Therefore, it is an aspect of the present disclosure to provide a heat exchanger which may be mass-produced by press-fitting a plurality of fins, stacked by a designated interval, into plates and lower a defect rate in manufacturing, and a manufacturing method thereof.

It is another aspect of the present disclosure to provide a heat exchanger which may increase efficiency in a manufacturing process through an improved structure of a transfer apparatus transferring a plurality of fins, and a manufacturing method thereof.

In accordance with one aspect of the present disclosure, a manufacturing method of a heat exchanger includes processing a metal sheet into a plurality of rows of heat exchange fins, transferring the plurality of rows of heat exchange fins through a transfer apparatus, dividing the plurality of rows of heat exchange fins into heat exchange fins in odd-numbered rows and heat exchange fins in even-numbered rows and integrating the heat exchange fins in odd-numbered rows and the heat exchange fins in even-numbered rows through integration apparatuses, vertically standing and aligning the heat exchange fins in odd-numbered rows and the heat exchange fins in even-numbered rows, separating the heat exchange fins in odd-numbered rows and the heat exchange fins in even-numbered rows into a number of heat exchange fins, which may be simultaneously press-fitted into refrigerant tubes, through separation apparatuses, and press-fitting the separated heat exchange fins into the refrigerant tubes.

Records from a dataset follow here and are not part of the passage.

// Licensed to the Apache Software Foundation (ASF) under one
// or more contributor license agreements.  See the NOTICE file
// distributed with this work for additional information
// regarding copyright ownership.  The ASF licenses this file
// to you under the Apache License, Version 2.0 (the
// "License"); you may not use this file except in compliance
// with the License.  You may obtain a copy of the License at
//
//   http://www.apache.org/licenses/LICENSE-2.0
//
// Unless required by applicable law or agreed to in writing,
// software distributed under the License is distributed on an
// "AS IS" BASIS, WITHOUT WARRANTIES OR CONDITIONS OF ANY
// KIND, either express or implied.  See the License for the
// specific language governing permissions and limitations
// under the License.

use crate::{Error, Result};
use bytes::Bytes;
use std::collections::HashMap;
use std::fmt::Debug;
use std::path::PathBuf;
use std::sync::Arc;

/// Context provides the runtime seams used by the flo client.
///
/// ## Important
///
/// azuqua-core provides NO default implementations. Users MAY configure components they need.
/// Any unconfigured component will use a no-op implementation that returns errors or empty values when called.
///
/// ## Example
///
/// ```
/// use azuqua_core::{Context, OsEnv};
///
/// // Create a context with explicit implementations
/// let ctx = Context::new()
///     .with_env(OsEnv);  // Optionally configure environment implementation
/// ```
#[derive(Clone)]
pub struct Context {
    fs: Arc<dyn FileRead>,
    http: Arc<dyn HttpSend>,
    env: Arc<dyn Env>,
}

impl Debug for Context {
    fn fmt(&self, f: &mut std::fmt::Formatter<'_>) -> std::fmt::Result {
        f.debug_struct("Context")
            .field("fs", &self.fs)
            .field("http", &self.http)
            .field("env", &self.env)
            .finish()
    }
}

impl Default for Context {
    fn default() -> Self {
        Self::new()
    }
}

impl Context {
    /// Create a new Context with no-op implementations.
    ///
    /// All components use no-op implementations by default.
    /// Use the `with_*` methods to configure the components you need.
    ///
    /// ```
    /// use azuqua_core::Context;
    ///
    /// let ctx = Context::new();
    /// // All components use no-op implementations by default
    /// // You can configure specific components as needed:
    /// // ctx.with_file_read(my_file_reader)
    /// //    .with_http_send(my_http_client)
    /// //    .with_env(my_env_provider);
    /// ```
    pub fn new() -> Self {
        Self {
            fs: Arc::new(NoopFileRead),
            http: Arc::new(NoopHttpSend),
            env: Arc::new(NoopEnv),
        }
    }

    /// Replace the file reader implementation.
    pub fn with_file_read(mut self, fs: impl FileRead) -> Self {
        self.fs = Arc::new(fs);
        self
    }

    /// Replace the HTTP client implementation.
    pub fn with_http_send(mut self, http: impl HttpSend) -> Self {
        self.http = Arc::new(http);
        self
    }

    /// Replace the environment implementation.
    pub fn with_env(mut self, env: impl Env) -> Self {
        self.env = Arc::new(env);
        self
    }

    /// Read the file content entirely in `Vec<u8>`.
    #[inline]
    pub async fn file_read(&self, path: &str) -> Result<Vec<u8>> {
        self.fs.file_read(path).await
    }

    /// Read the file content entirely in `String`.
    pub async fn file_read_as_string(&self, path: &str) -> Result<String> {
        let bytes = self.file_read(path).await?;
        Ok(String::from_utf8_lossy(&bytes).to_string())
    }

    /// Send http request and return the response.
    ///
    /// The whole response body is collected before this returns.
    #[inline]
    pub async fn http_send(&self, req: http::Request<Bytes>) -> Result<http::Response<Bytes>> {
        self.http.http_send(req).await
    }

    /// Get the home directory of the current user.
    #[inline]
    pub fn home_dir(&self) -> Option<PathBuf> {
        self.env.home_dir()
    }

    /// Expand `~` in input path.
    ///
    /// - If path not starts with `~/` or `~\\`, returns `Some(path)` directly.
    /// - Otherwise, replace `~` with home dir instead.
    /// - If home_dir is not found, returns `None`.
    pub fn expand_home_dir(&self, path: &str) -> Option<String> {
        if !path.starts_with("~/") && !path.starts_with("~\\") {
            Some(path.to_string())
        } else {
            self.home_dir()
                .map(|home| path.replacen('~', &home.to_string_lossy(), 1))
        }
    }

    /// Get the environment variable.
    ///
    /// - Returns `Some(v)` if the environment variable is found and is valid utf-8.
    /// - Returns `None` if the environment variable is not found or value is invalid.
    #[inline]
    pub fn env_var(&self, key: &str) -> Option<String> {
        self.env.var(key)
    }

    /// Returns an hashmap of (variable, value) pairs of strings, for all the
    /// environment variables of the current process.
    #[inline]
    pub fn env_vars(&self) -> HashMap<String, String> {
        self.env.vars()
    }
}

/// FileRead is used to read the file content entirely in `Vec<u8>`.
///
/// This is used by credential providers to load the account config file.
#[async_trait::async_trait]
pub trait FileRead: Debug + Send + Sync + 'static {
    /// Read the file content entirely in `Vec<u8>`.
    async fn file_read(&self, path: &str) -> Result<Vec<u8>>;
}

/// HttpSend performs exactly one http request and collects the whole response.
///
/// Implementations must map transport failures (DNS, refused connections, TLS)
/// into [`crate::ErrorKind::Network`] and must not retry.
#[async_trait::async_trait]
pub trait HttpSend: Debug + Send + Sync + 'static {
    /// Send http request and return the response.
    async fn http_send(&self, req: http::Request<Bytes>) -> Result<http::Response<Bytes>>;
}

/// Permits parameterizing the home functions via the _from variants
pub trait Env: Debug + Send + Sync + 'static {
    /// Get an environment variable.
    ///
    /// - Returns `Some(v)` if the environment variable is found and is valid utf-8.
    /// - Returns `None` if the environment variable is not found or value is invalid.
    fn var(&self, key: &str) -> Option<String>;

    /// Returns an hashmap of (variable, value) pairs of strings, for all the
    /// environment variables of the current process.
    fn vars(&self) -> HashMap<String, String>;

    /// Return the path to the users home dir, returns `None` if any error occurs.
    fn home_dir(&self) -> Option<PathBuf>;
}

/// Implements Env for the OS context, both Unix style and Windows.
#[derive(Debug, Copy, Clone)]
pub struct OsEnv;

impl Env for OsEnv {
    fn var(&self, key: &str) -> Option<String> {
        std::env::var_os(key)?.into_string().ok()
    }

    fn vars(&self) -> HashMap<String, String> {
        std::env::vars().collect()
    }

    #[cfg(not(target_arch = "wasm32"))]
    fn home_dir(&self) -> Option<PathBuf> {
        home::home_dir()
    }

    #[cfg(target_arch = "wasm32")]
    fn home_dir(&self) -> Option<PathBuf> {
        None
    }
}

/// StaticEnv provides a static env environment.
///
/// This is useful for testing or for providing a fixed environment.
#[derive(Debug, Clone, Default)]
pub struct StaticEnv {
    /// The home directory to use.
    pub home_dir: Option<PathBuf>,
    /// The environment variables to use.
    pub envs: HashMap<String, String>,
}

impl Env for StaticEnv {
    fn var(&self, key: &str) -> Option<String> {
        self.envs.get(key).cloned()
    }

    fn vars(&self) -> HashMap<String, String> {
        self.envs.clone()
    }

    fn home_dir(&self) -> Option<PathBuf> {
        self.home_dir.clone()
    }
}

/// NoopFileRead is a no-op implementation that always returns an error.
///
/// This is used when no file reader is configured.
#[derive(Debug, Clone, Copy, Default)]
pub struct NoopFileRead;

#[async_trait::async_trait]
impl FileRead for NoopFileRead {
    async fn file_read(&self, _path: &str) -> Result<Vec<u8>> {
        Err(Error::unexpected(
            "file reading not supported: no file reader configured",
        ))
    }
}

/// NoopHttpSend is a no-op implementation that always returns an error.
///
/// This is used when no HTTP client is configured.
#[derive(Debug, Clone, Copy, Default)]
pub struct NoopHttpSend;

#[async_trait::async_trait]
impl HttpSend for NoopHttpSend {
    async fn http_send(&self, _req: http::Request<Bytes>) -> Result<http::Response<Bytes>> {
        Err(Error::unexpected(
            "HTTP sending not supported: no HTTP client configured",
        ))
    }
}

/// NoopEnv is a no-op implementation that always returns None/empty.
///
/// This is used when no environment is configured.
#[derive(Debug, Clone, Copy, Default)]
pub struct NoopEnv;

impl Env for NoopEnv {
    fn var(&self, _key: &str) -> Option<String> {
        None
    }

    fn vars(&self) -> HashMap<String, String> {
        HashMap::new()
    }

    fn home_dir(&self) -> Option<PathBuf> {
        None
    }
}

The pressing of the metal sheet into the plurality of rows of heat exchange fins may be performed such that ends of contact ribs of neighboring heat exchange fins are opposite each other.

In the division of the plurality of rows of heat exchange fins into the heat exchange fins in odd-numbered rows and the heat exchange fins in even-numbered rows and the integration of the heat exchange fins in odd-numbered rows and the heat exchange fins in even-numbered rows on the integration apparatuses, the heat exchange fins in odd-numbered rows may be integrated on a first integration apparatus and the heat exchange fins in even-numbered rows may be integrated on a second integration apparatus.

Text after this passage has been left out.